ABOUT THIS EXERCISE: Where does the string "Some" occur in the entries below? Copy every line where it does.

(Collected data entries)
=== Section Start ===
use courier_geometry::{lat_lng::LatLng, route_geometry::RouteGeometry};
use serde::Serialize;

use crate::{
    problem::{
        customer::CustomerIdx,
        dispatch_problem::DispatchProblem,
        travel_matrices::{Distance, Time},
        truck::{Capacity, TruckIdx},
    },
    solution::served_stop::ServedStop,
};

/// Ordered stops of one truck, depot first and last.
#[derive(Serialize, Debug, Clone, PartialEq)]
pub struct TruckRoute {
    pub(crate) truck: TruckIdx,
    pub(crate) stops: Vec<ServedStop>,
    pub(crate) used_capacity: Capacity,
    pub(crate) total_distance: Distance,
    pub(crate) start_time: Time,
}

impl TruckRoute {
    pub fn new(truck: TruckIdx) -> Self {
        TruckRoute {
            truck,
            stops: Vec::new(),
            used_capacity: 0,
            total_distance: 0.0,
            start_time: f64::NAN,
        }
    }

    pub fn truck(&self) -> TruckIdx {
        self.truck
    }

    pub fn stops(&self) -> &[ServedStop] {
        &self.stops
    }

    pub fn used_capacity(&self) -> Capacity {
        self.used_capacity
    }

    pub fn total_distance(&self) -> Distance {
        self.total_distance
    }

    pub fn start_time(&self) -> Time {
        self.start_time
    }

    /// Arrival at the last stop.
    pub fn finish_time(&self) -> Time {
        self.stops
            .last()
            .map_or(f64::NAN, |stop| stop.arrival_time)
    }

    pub fn customers(&self) -> Vec<CustomerIdx> {
        self.stops
            .iter()
            .filter_map(|stop| stop.visit.customer())
            .collect()
    }

    /// Why the route is not bounded by the depot, if it is not.
    pub fn malformed_reason(&self) -> Option<&'static str> {
        match (self.stops.first(), self.stops.last()) {
            (None, _) | (_, None) => Some("no stops"),
            (Some(first), _) if !first.is_depot() => Some("does not start at the depot"),
            (_, Some(last)) if !last.is_depot() => Some("does not end at the depot"),
            _ if self.stops.len() < 2 => Some("depot visited once"),
            _ => None,
        }
    }

    pub fn has_customers(&self) -> bool {
        self.stops.iter().any(|stop| !stop.is_depot())
    }

    pub fn position_of(&self, customer: CustomerIdx) -> Option<usize> {
        self.stops
            .iter()
            .position(|stop| stop.visit.customer() == Some(customer))
    }

    pub(crate) fn remove_customer(&mut self, customer: CustomerIdx) -> Option<ServedStop> {
        self.position_of(customer)
            .map(|position| self.stops.remove(position))
    }

    /// Inserts before the trailing depot, or appends when the route has no depot end.
    pub(crate) fn insert_before_last_depot(&mut self, stop: ServedStop) {
        match self.stops.last() {
            Some(last) if last.is_depot() && self.stops.len() > 1 => {
                let position = self.stops.len() - 1;
                self.stops.insert(position, stop);
            }
            _ => self.stops.push(stop),
        }
    }

    pub(crate) fn insert_at(&mut self, position: usize, stop: ServedStop) {
        self.stops.insert(position.min(self.stops.len()), stop);
    }

    /// Recomputes leg distances and times, total distance and used capacity
    /// from the current stop order. Stop timings are left untouched.
    pub(crate) fn refresh_legs(&mut self, problem: &DispatchProblem) {
        self.total_distance = 0.0;
        for position in 0..self.stops.len() {
            if position == 0 {
                self.stops[0].distance_to = 0.0;
                self.stops[0].time_to = 0.0;
                continue;
            }

            let from = self.stops[position - 1].visit;
            let to = &mut self.stops[position];
            to.distance_to = problem.travel_distance(from, to.visit);
            to.time_to = problem.travel_time(from, to.visit);
            self.total_distance += to.distance_to;
        }

        self.refresh_used_capacity(problem);
        self.start_time = self
            .stops
            .first()
            .map_or(f64::NAN, |stop| stop.arrival_time);
    }

    pub(crate) fn refresh_used_capacity(&mut self, problem: &DispatchProblem) {
        self.used_capacity = self
            .stops
            .iter()
            .map(|stop| problem.demand(stop.visit))
            .sum();
    }

    pub fn positions(&self, problem: &DispatchProblem) -> Vec<LatLng> {
        self.stops
            .iter()
            .map(|stop| problem.position(stop.visit))
            .collect()
    }

    /// `geometry.legs[i]` becomes the waypoints of stop `i + 1`.
    pub(crate) fn attach_geometry(&mut self, geometry: RouteGeometry) {
        for (stop, leg) in self.stops.iter_mut().skip(1).zip(geometry.legs) {
            stop.waypoints = leg.waypoints;
        }
    }
}
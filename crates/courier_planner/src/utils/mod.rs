pub mod enumerate_idx;
pub mod newtype_index;
pub mod permutations;
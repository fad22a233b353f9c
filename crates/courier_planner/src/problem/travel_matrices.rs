use std::sync::Arc;

use courier_geometry::lat_lng::LatLng;

use crate::problem::dispatch_problem::ProblemError;

pub type Distance = f64;
pub type Time = f64;

/// Distance and travel time matrices, stored flat.
///
/// `index = from * num_locations + to`. Customers occupy `0..n`, the depot is
/// location `n`. Edges are directed, symmetry is not assumed.
#[derive(Debug, Clone)]
pub struct TravelMatrices {
    distances: Arc<Vec<Distance>>,
    times: Arc<Vec<Time>>,
    num_locations: usize,
}

fn validate_matrix(
    name: &'static str,
    matrix: &[Vec<f64>],
    num_locations: usize,
) -> Result<(), ProblemError> {
    if matrix.len() != num_locations {
        return Err(ProblemError::MatrixShape {
            name,
            expected: num_locations,
            actual: matrix.len(),
        });
    }

    for (i, row) in matrix.iter().enumerate() {
        if row.len() != num_locations {
            return Err(ProblemError::MatrixShape {
                name,
                expected: num_locations,
                actual: row.len(),
            });
        }

        if row[i] != 0.0 {
            return Err(ProblemError::NonZeroDiagonal { name, index: i });
        }
    }

    Ok(())
}

impl TravelMatrices {
    pub fn new(distances: Vec<Vec<Distance>>, times: Vec<Vec<Time>>) -> Result<Self, ProblemError> {
        let num_locations = distances.len();

        validate_matrix("distances", &distances, num_locations)?;
        validate_matrix("travel times", &times, num_locations)?;

        Ok(TravelMatrices {
            distances: Arc::new(distances.into_iter().flatten().collect()),
            times: Arc::new(times.into_iter().flatten().collect()),
            num_locations,
        })
    }

    /// Meters and minutes as the crow flies, rounded like the routing service values.
    pub fn from_haversine(locations: &[LatLng], speed_kmh: f64) -> Self {
        let num_locations = locations.len();
        let mut distances: Vec<Distance> = vec![0.0; num_locations * num_locations];
        let mut times: Vec<Time> = vec![0.0; num_locations * num_locations];
        let meters_per_minute = speed_kmh * 1000.0 / 60.0;

        for (i, from) in locations.iter().enumerate() {
            for (j, to) in locations.iter().enumerate() {
                if i == j {
                    continue;
                }
                let distance = from.haversine_distance(to);
                distances[i * num_locations + j] = distance.round();
                times[i * num_locations + j] = (distance / meters_per_minute).round();
            }
        }

        TravelMatrices {
            distances: Arc::new(distances),
            times: Arc::new(times),
            num_locations,
        }
    }

    #[inline(always)]
    fn index(&self, from: usize, to: usize) -> usize {
        from * self.num_locations + to
    }

    #[inline(always)]
    pub fn travel_distance(&self, from: usize, to: usize) -> Distance {
        if from == to {
            return 0.0;
        }

        self.distances[self.index(from, to)]
    }

    #[inline(always)]
    pub fn travel_time(&self, from: usize, to: usize) -> Time {
        if from == to {
            return 0.0;
        }

        self.times[self.index(from, to)]
    }

    pub fn num_locations(&self) -> usize {
        self.num_locations
    }

    pub fn distance_rows(&self) -> Vec<Vec<Distance>> {
        self.distances
            .chunks(self.num_locations.max(1))
            .map(|row| row.to_vec())
            .collect()
    }

    pub fn time_rows(&self) -> Vec<Vec<Time>> {
        self.times
            .chunks(self.num_locations.max(1))
            .map(|row| row.to_vec())
            .collect()
    }
}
=== Section End ===
WRITTEN ANSWER:
            (None, _) | (_, None) => Some("no stops"),
            (Some(first), _) if !first.is_depot() => Some("does not start at the depot"),
            (_, Some(last)) if !last.is_depot() => Some("does not end at the depot"),
            _ if self.stops.len() < 2 => Some("depot visited once"),
            .position(|stop| stop.visit.customer() == Some(customer))
            Some(last) if last.is_depot() && self.stops.len() > 1 => {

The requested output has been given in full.